The Pastoral Tie 4: Why Vocation is Important for Pastoral Leaders

"Being a pastor - the worst of all jobs, and the best of all callings." 
(John Newton, C18 Anglican priest)

My 2015 thesis identified the salient features of a clergy evaluation - FormationCollaboration, Imagination and fourthly Vocation. 

That's because the interface between the individual and the denomination is also a critical dimension.



The fourth important construct for conversations with, and about, pastoral leadership relates to the wider denominational dimensions  that apply to a clergy review, even in Baptist churches with an independent congregational polity. I called this interface between the individual and the denomination Vocation to emphasise a sense of divine call, as well as the secular experience of finding personal fulfilment in one’s work. For ministers, vocation usually begins with candidating and selection for training, but there is also an ongoing degree of denominational oversight.  Reviews play into that oversight, as organisations find ways to equip and safeguard human talent in whom they have invested. This study found a review conversation is “theological, relational and strategic” for individuals, parishes and denominations (1). 

The interface between denomination and individual minister has common features in New Zealand Baptist and Presbyterian churches: 

1. Candidating and selection – both churches use prayer and discernment, require tertiary academic study, and rely on interviews, observations, assessments, references and psychometrics to test the call.

2. Theological training and pastoral internship – both traditions assist new graduates to find a good match of pastor and parish, though neither church guarantees a placement.

3. Ongoing monitoring and mentoring, regulated nationally in both traditions - Presbyterians apply mandatory Certification of Good Standing and Ministry Development Reviews, while Pastor Registration and pastors’ clusters provide a structure for accountability in the Baptist movement. 

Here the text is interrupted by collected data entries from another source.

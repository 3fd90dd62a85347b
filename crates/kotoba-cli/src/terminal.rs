//! Terminal rendering of engine effects.

use kotoba_core::content::{ExerciseStep, LessonContent, VerificationResult, VocabHint};
use kotoba_core::gate::Control;
use kotoba_core::ui::{MenuEntry, UiSurface, View};

/// Renders engine effects as plain terminal output.
///
/// The terminal has no real overlay or per-button spinners; busy state
/// is reflected as transient lines and the rest as debug traces.
#[derive(Debug, Default)]
pub struct TerminalUi;

impl UiSurface for TerminalUi {
    fn show_view(&self, view: View) {
        match view {
            View::Login => println!("\n-- Sign in (type 'login') --"),
            View::Menu => println!("\n-- Lesson menu --"),
            View::Lesson => println!("\n-- Lesson --"),
        }
    }

    fn render_menu(&self, entries: &[MenuEntry]) {
        for entry in entries {
            let mark = if entry.locked { "  [locked]" } else { "" };
            println!("  {}. {}{mark}", entry.summary.id, entry.summary.title);
        }
    }

    fn render_lesson(&self, content: &LessonContent) {
        println!("\n=== {} ===", content.title);
        if content.explanation.is_empty() {
            println!("(content not generated yet)");
            return;
        }
        for pair in &content.explanation {
            println!("  {}", pair.primary);
            if !pair.secondary.is_empty() {
                println!("    {}", pair.secondary);
            }
        }
        if !content.examples.is_empty() {
            println!("Examples:");
            for pair in &content.examples {
                println!("  {}  /  {}", pair.primary, pair.secondary);
            }
        }
    }

    fn show_step(&self, step: ExerciseStep, qa_prompt: Option<&str>) {
        let banner = match step {
            ExerciseStep::Explanation => "Read the explanation, then type 'next'.",
            ExerciseStep::Free => "Write any sentence using this grammar ('submit <text>').",
            ExerciseStep::Vocab => {
                "Fetch a hint ('hint') and write a sentence using a hinted word."
            }
            ExerciseStep::Qa => "Answer the prompt below ('submit <text>').",
        };
        println!("\n[{step}] {banner}");
        if let Some(prompt) = qa_prompt {
            println!("  Prompt: {prompt}");
        }
    }

    fn show_hints(&self, hints: &[VocabHint]) {
        println!("Hints:");
        for hint in hints {
            let reading = if hint.furigana.is_empty() {
                String::new()
            } else {
                format!(" ({})", hint.furigana)
            };
            println!("  {}{reading} - {}", hint.word, hint.meaning);
        }
    }

    fn show_feedback(&self, result: &VerificationResult) {
        let verdict = if result.is_correct { "Correct!" } else { "Not quite." };
        println!("{verdict} {}", result.feedback);
        if !result.refined_sentence.is_empty() {
            println!("  Suggested: {}", result.refined_sentence);
        }
        if result.is_correct {
            println!("  Type 'next' to continue.");
        }
    }

    fn set_busy(&self, control: Control, busy: bool) {
        tracing::debug!(%control, busy, "busy state");
    }

    fn show_overlay(&self, visible: bool) {
        if visible {
            println!("...");
        }
    }

    fn set_generating(&self, active: bool) {
        if active {
            println!("Generating lesson content, this can take a while...");
        }
    }

    fn notify(&self, message: &str) {
        println!("* {message}");
    }
}
//! Per-session lesson content cache.
//!
//! Backs the two-phase lazy load: a fast read puts whatever already exists
//! on screen immediately, and the expensive generation pass overwrites it
//! later. The cache enforces monotonic rendering (once a field is
//! populated it is never blanked by a later partial response) and owns
//! quiz prompt selection, which happens at Q&A step entry rather than at
//! load time.

use std::collections::HashMap;

use rand::Rng;
use tracing::debug;

use crate::content::LessonContent;

/// In-memory cache of generated lesson material, keyed by lesson id.
///
/// Lives for the client session; content for an id is treated as
/// immutable once generated, unless the learner explicitly regenerates.
#[derive(Debug, Default)]
pub struct LessonCache {
    entries: HashMap<u32, LessonContent>,
}

impl LessonCache {
    /// Creates an empty cache.
    #[must_use]
    pub fn new() -> Self {
        Self::default()
    }

    /// Returns the cached content for a lesson, if any.
    #[must_use]
    pub fn get(&self, lesson_id: u32) -> Option<&LessonContent> {
        self.entries.get(&lesson_id)
    }

    /// Stores a response, merging monotonically with anything already
    /// cached for the lesson. Returns the merged content.
    ///
    /// Used for both the fast read and the generation pass: a generation
    /// response with populated fields overwrites them, while a response
    /// with empty fields never blanks populated ones.
    pub fn store(&mut self, content: LessonContent) -> &LessonContent {
        let id = content.id;
        debug!(lesson_id = id, "lesson content cached");
        match self.entries.entry(id) {
            std::collections::hash_map::Entry::Occupied(occupied) => {
                let merged = occupied.into_mut();
                merged.absorb(content);
                merged
            }
            std::collections::hash_map::Entry::Vacant(vacant) => vacant.insert(content),
        }
    }

    /// Discards cached content for a lesson unconditionally.
    ///
    /// The regenerate path calls this before the forced generation pass.
    pub fn discard(&mut self, lesson_id: u32) {
        if self.entries.remove(&lesson_id).is_some() {
            debug!(lesson_id, "cached lesson content discarded");
        }
    }

    /// Decides whether a generation pass is required after the fast read.
    ///
    /// `true` when regeneration was forced or the cached explanation is
    /// still empty (nothing generated yet, or nothing cached at all).
    #[must_use]
    pub fn needs_generation(&self, lesson_id: u32, force_regenerate: bool) -> bool {
        force_regenerate
            || self
                .get(lesson_id)
                .map_or(true, |content| !content.is_generated())
    }

    /// Picks one quiz prompt uniformly at random from the lesson's set.
    ///
    /// Called at the moment the Q&A step is entered, so repeated visits
    /// within one lesson session may see different prompts. Returns
    /// `None` when the lesson has no prompts (or is not cached).
    #[must_use]
    pub fn pick_quiz_prompt<R: Rng>(&self, lesson_id: u32, rng: &mut R) -> Option<String> {
        let prompts = &self.get(lesson_id)?.quiz_prompts;
        if prompts.is_empty() {
            return None;
        }
        let index = rng.gen_range(0..prompts.len());
        Some(prompts[index].clone())
    }
}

This mean that by the time a pastor accepts a call, a good deal has been spent developing their potential, so safeguarding that intellectual capital is important. Human Resource Managers call this retention, but in the church we call it stewardship. Clergy review clearly has a strategic function checking motivation and engagement, perhaps by leveraging non-financial incentives since opportunities for pay increases are limited. I found review conversations can signal organisational values, such as an outward focus, and can also reveal concerns about pastor health and safety. I heard how about “pastor killing” Baptist churches but also saw that even in the Presbyterian system with its layers of protection and advocacy, unabridged feedback can be dehumanising and destructive. Subjective responses of members need to be carefully weighed and an outside reviewer can place criticisms in realistic perspective.

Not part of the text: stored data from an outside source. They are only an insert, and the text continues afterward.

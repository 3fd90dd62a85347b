//! The remote content/grading service seam.
//!
//! The service is an opaque oracle: one request, one blocking response,
//! no server-side session, no streaming, no cancellation. The engine
//! depends only on this trait; the HTTP envelope lives in the transport
//! crate, and tests substitute scripted implementations.

use async_trait::async_trait;

use crate::content::{ExerciseStep, LessonContent, LessonSummary, VerificationResult, VocabHint};
use crate::error::Result;
use crate::session::Learner;

/// The remote content/grading service.
#[async_trait]
pub trait Oracle: Send + Sync {
    /// Authenticates a learner and returns their profile and progress.
    async fn login(&self, email: &str, username: &str, password: &str) -> Result<Learner>;

    /// Returns the lesson menu listing.
    async fn lesson_list(&self) -> Result<Vec<LessonSummary>>;

    /// Returns material for one lesson.
    ///
    /// With `allow_generation = false` this is the fast read: it returns
    /// quickly and may yield empty explanation/examples. With generation
    /// allowed the call may block substantially longer while the service
    /// creates content; `force_regenerate` discards what the service had.
    async fn lesson_content(
        &self,
        lesson_id: u32,
        allow_generation: bool,
        force_regenerate: bool,
    ) -> Result<LessonContent>;

    /// Returns one or a small set of vocabulary hints.
    ///
    /// Stateless; repeated calls may return different words.
    async fn vocab_hint(&self) -> Result<Vec<VocabHint>>;

    /// Grades a submitted sentence for the given lesson and step.
    async fn verify_sentence(
        &self,
        uid: &str,
        lesson_id: u32,
        sentence: &str,
        step: ExerciseStep,
    ) -> Result<VerificationResult>;
}
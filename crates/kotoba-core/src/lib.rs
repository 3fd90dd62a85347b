//! Kotoba Lesson Engine
//!
//! Drives a remote-tutored Japanese lesson client: exercise flow, lazy
//! content loading, session-backed progress, and request gating.

pub mod app;
pub mod cache;
pub mod config;
pub mod content;
pub mod error;
pub mod flow;
pub mod gate;
pub mod oracle;
pub mod session;
pub mod ui;

pub use app::App;
pub use cache::LessonCache;
pub use config::Config;
pub use content::{
    decode_pairs, decode_prompts, ExamplePair, ExerciseStep, LessonContent, LessonSummary,
    VerificationResult, VocabHint, ENTRY_DELIMITER, FIELD_DELIMITER,
};
pub use error::{KotobaError, Result};
pub use flow::{Advance, ExerciseFlow, StepPhase};
pub use gate::{Control, GateOutcome, RequestGate, DEFAULT_OVERLAY_TIMEOUT, TIMEOUT_NOTICE};
pub use oracle::Oracle;
pub use session::{FileBackend, Learner, MemoryBackend, Role, SessionBackend, SessionStore};
pub use ui::{MenuEntry, UiSurface, View};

So how are the reviews working for these churches? The Presbyterian programme’s trained reviewers apply an education model aimed at ministry development. While there were concerns about language, follow-up and reviewer quality, overall I found the programme is accomplishing what it set out to do, affirm achievement and identify goals. Locally-developed Baptist reviews that rely on a business model seemed less successful, but an outside facilitator is a clear advantage. NZ Baptists are placing increased emphasis on national frameworks for child safety, pastor accountability and lifelong learning, and I believe clearer protocols about the timing and scope of pastor reviews should be added to the registration framework.

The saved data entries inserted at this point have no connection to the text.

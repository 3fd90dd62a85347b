//! The abstract UI surface.
//!
//! Rendering, styling, and widget wiring are collaborator concerns; the
//! engine only needs a handful of effects: show a view, render content,
//! reflect busy state, and surface a transient notice. Implementations
//! must be callable through `&self` (interior mutability where needed).

use crate::content::{ExerciseStep, LessonContent, LessonSummary, VerificationResult, VocabHint};
use crate::gate::Control;

// ============================================================================
// View and MenuEntry
// ============================================================================

/// Top-level view containers, shown one at a time.
#[derive(Debug, Clone, Copy, PartialEq, Eq)]
pub enum View {
    /// The login form.
    Login,
    /// The lesson menu.
    Menu,
    /// An open lesson.
    Lesson,
}

impl std::fmt::Display for View {
    fn fmt(&self, f: &mut std::fmt::Formatter<'_>) -> std::fmt::Result {
        let name = match self {
            Self::Login => "login",
            Self::Menu => "menu",
            Self::Lesson => "lesson",
        };
        f.write_str(name)
    }
}

/// A menu row: the lesson summary plus its computed lock state.
#[derive(Debug, Clone, PartialEq, Eq)]
pub struct MenuEntry {
    /// The lesson listing entry.
    pub summary: LessonSummary,
    /// `true` when the lesson is beyond the learner's frontier.
    pub locked: bool,
}

// ============================================================================
// UiSurface
// ============================================================================

/// Effects the engine emits toward whatever renders the client.
pub trait UiSurface: Send + Sync {
    /// Switches to the given view container.
    fn show_view(&self, view: View);

    /// Renders the lesson menu with lock flags.
    fn render_menu(&self, entries: &[MenuEntry]);

    /// Renders (or re-renders) the open lesson's content.
    fn render_lesson(&self, content: &LessonContent);

    /// Updates the stepper indicator; for the Q&A step the selected
    /// prompt is supplied.
    fn show_step(&self, step: ExerciseStep, qa_prompt: Option<&str>);

    /// Renders the accumulated vocabulary hints.
    fn show_hints(&self, hints: &[VocabHint]);

    /// Renders grading feedback for the current step.
    fn show_feedback(&self, result: &VerificationResult);

    /// Reflects a control's busy affordance.
    fn set_busy(&self, control: Control, busy: bool);

    /// Raises or clears the process-wide blocking overlay.
    fn show_overlay(&self, visible: bool);

    /// Raises or clears the distinct "generating" affordance used while
    /// the expensive generation pass is outstanding.
    fn set_generating(&self, active: bool);

    /// Surfaces a transient notice.
    fn notify(&self, message: &str);
}

// ============================================================================
// Test support
// ============================================================================

/// A recording [`UiSurface`] for tests: every effect is appended to an
/// event log as a readable string.
pub mod test_support {
    use std::sync::Mutex;

    use super::{
        Control, ExerciseStep, LessonContent, MenuEntry, UiSurface, VerificationResult, View,
        VocabHint,
    };

    /// Records every UI effect for later assertions.
    #[derive(Debug, Default)]
    pub struct RecordingUi {
        events: Mutex<Vec<String>>,
    }

    impl RecordingUi {
        /// Returns a copy of the recorded event log.
        #[must_use]
        pub fn events(&self) -> Vec<String> {
            self.events.lock().map_or_else(|_| Vec::new(), |e| e.clone())
        }

        /// Returns `true` if any recorded event starts with the prefix.
        #[must_use]
        pub fn saw(&self, prefix: &str) -> bool {
            self.events().iter().any(|e| e.starts_with(prefix))
        }

        fn push(&self, event: String) {
            if let Ok(mut events) = self.events.lock() {
                events.push(event);
            }
        }
    }

    impl UiSurface for RecordingUi {
        fn show_view(&self, view: View) {
            self.push(format!("view {view}"));
        }

        fn render_menu(&self, entries: &[MenuEntry]) {
            let summary = entries
                .iter()
                .map(|e| format!("{}{}", e.summary.id, if e.locked { "*" } else { "" }))
                .collect::<Vec<_>>()
                .join(",");
            self.push(format!("menu {summary}"));
        }

        fn render_lesson(&self, content: &LessonContent) {
            self.push(format!(
                "lesson {} explanation={} examples={} prompts={}",
                content.id,
                content.explanation.len(),
                content.examples.len(),
                content.quiz_prompts.len()
            ));
        }

        fn show_step(&self, step: ExerciseStep, qa_prompt: Option<&str>) {
            match qa_prompt {
                Some(prompt) => self.push(format!("step {step} prompt={prompt}")),
                None => self.push(format!("step {step}")),
            }
        }

        fn show_hints(&self, hints: &[VocabHint]) {
            let words = hints
                .iter()
                .map(|h| h.word.as_str())
                .collect::<Vec<_>>()
                .join(",");
            self.push(format!("hints {words}"));
        }

        fn show_feedback(&self, result: &VerificationResult) {
            let verdict = if result.is_correct { "pass" } else { "fail" };
            self.push(format!("feedback {verdict} {}", result.feedback));
        }

        fn set_busy(&self, control: Control, busy: bool) {
            self.push(format!(
                "busy {control} {}",
                if busy { "on" } else { "off" }
            ));
        }

        fn show_overlay(&self, visible: bool) {
            self.push(format!("overlay {}", if visible { "on" } else { "off" }));
        }

        fn set_generating(&self, active: bool) {
            self.push(format!(
                "generating {}",
                if active { "on" } else { "off" }
            ));
        }

        fn notify(&self, message: &str) {
            self.push(format!("notify {message}"));
        }
    }
}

Evaluations that increase awareness and intentionality on the minister’s part are in themselves a form of professional development, and have strategic value for the congregation and the organisation. A review conversation can help the minister in their daily work, by identifying unhelpful attitudes, unsafe practices, or issues of culture and change. But this study’s participants also used the experience as a discernment tool in a metacognitive way, and applied the feedback loop to the "pastoral tie" between leader and people. This became the central finding of my thesis, the core of the review conversation model. The ministers spoke of how a review tested their call to a specific congregation, or even their overall vocation to pastoral leadership. A positive review meant they felt their call affirmed, the pastoral relationship was “still a good fit”. They did not want to be “the last to know” when they should go, and seriously considered how long they would stay in an appointment, even an open-ended one. Reviews helped them and their spouses consider relocation, retirement, or becoming bivocational. Protestant clergy in general regularly question their call; it seems that review exercises are “crucial conversations” where the stakes are high (2).

This construct also led me to consider protocols for ministry termination, which are complex and confusing. Ministers under ‘Terms of Call’ are not subject to the protections of the NZ Employment Relations Act (2000), but they still deserve to be treated fairly (3). Follow-up was certainly an issue for Presbyterians concerned about effective ways of dealing with incompetency. They wondered if privacy provisions meant marginal performers are being supported beyond a reasonable level, and if “the ambulance is still at the bottom of the cliff”. Baptists often mentioned mismatched terms of call; they felt their job description was “generic”, or “outdated”, and that unspoken assumptions had only emerged later. The fact that Baptist reviews are not always formally documented does makes shared expectations hard to clarify and poor process had sometimes led to a resignation. It seems the main concern of the Presbyterians is for the clergy review not having enough ‘teeth’, whilst the Baptists are more anxious about ‘teeth’ that are used unjustly. Either way, there is room for the denominations to take a more proactive role in guiding churches contemplating termination of a pastoral call. An Australian support group for ministers after termination reports that only 55 percent returned to church-related vocations. Except in the most extreme circumstances, this is a waste of valuable human talent.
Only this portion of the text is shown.